**Records supplied:**
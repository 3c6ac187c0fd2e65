//! Tracing/logging initialization.
//!
//! Filtering comes from `RUST_LOG` (default `info`).

use tracing_subscriber::EnvFilter;

/// Log line format.
#[derive(Debug, Clone, Copy, Default, PartialEq, Eq)]
pub enum LogFormat {
    /// One JSON object per line, for log shippers.
    #[default]
    Json,
    /// Human-readable lines, for local runs.
    Text,
}

impl LogFormat {
    /// `text` (any case) selects text; anything else falls back to JSON.
    pub fn parse_lossy(value: &str) -> Self {
        if value.trim().eq_ignore_ascii_case("text") {
            LogFormat::Text
        } else {
            LogFormat::Json
        }
    }
}

/// Initialize tracing/logging for the process.
///
/// Safe to call multiple times (subsequent calls are no-ops).
pub fn init(format: LogFormat) {
    let filter = EnvFilter::try_from_default_env().unwrap_or_else(|_| EnvFilter::new("info"));

    let builder = tracing_subscriber::fmt()
        .with_env_filter(filter)
        .with_timer(tracing_subscriber::fmt::time::SystemTime)
        .with_target(false);

    let _ = match format {
        LogFormat::Json => builder.json().try_init(),
        LogFormat::Text => builder.try_init(),
    };
}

**Task:** Copy out the data exactly as it stands, leaving nothing out.

**Reply to the exercise:**
repository 3c6ac187c0fd2e65
//! Tracing/logging initialization.
//!
//! Filtering comes from `RUST_LOG` (default `info`).

use tracing_subscriber::EnvFilter;

/// Log line format.
#[derive(Debug, Clone, Copy, Default, PartialEq, Eq)]
pub enum LogFormat {
    /// One JSON object per line, for log shippers.
    #[default]
    Json,
    /// Human-readable lines, for local runs.
    Text,
}

impl LogFormat {
    /// `text` (any case) selects text; anything else falls back to JSON.
    pub fn parse_lossy(value: &str) -> Self {
        if value.trim().eq_ignore_ascii_case("text") {
            LogFormat::Text
        } else {
            LogFormat::Json
        }
    }
}

/// Initialize tracing/logging for the process.
///
/// Safe to call multiple times (subsequent calls are no-ops).
pub fn init(format: LogFormat) {
    let filter = EnvFilter::try_from_default_env().unwrap_or_else(|_| EnvFilter::new("info"));

    let builder = tracing_subscriber::fmt()
        .with_env_filter(filter)
        .with_timer(tracing_subscriber::fmt::time::SystemTime)
        .with_target(false);

    let _ = match format {
        LogFormat::Json => builder.json().try_init(),
        LogFormat::Text => builder.try_init(),
    };
}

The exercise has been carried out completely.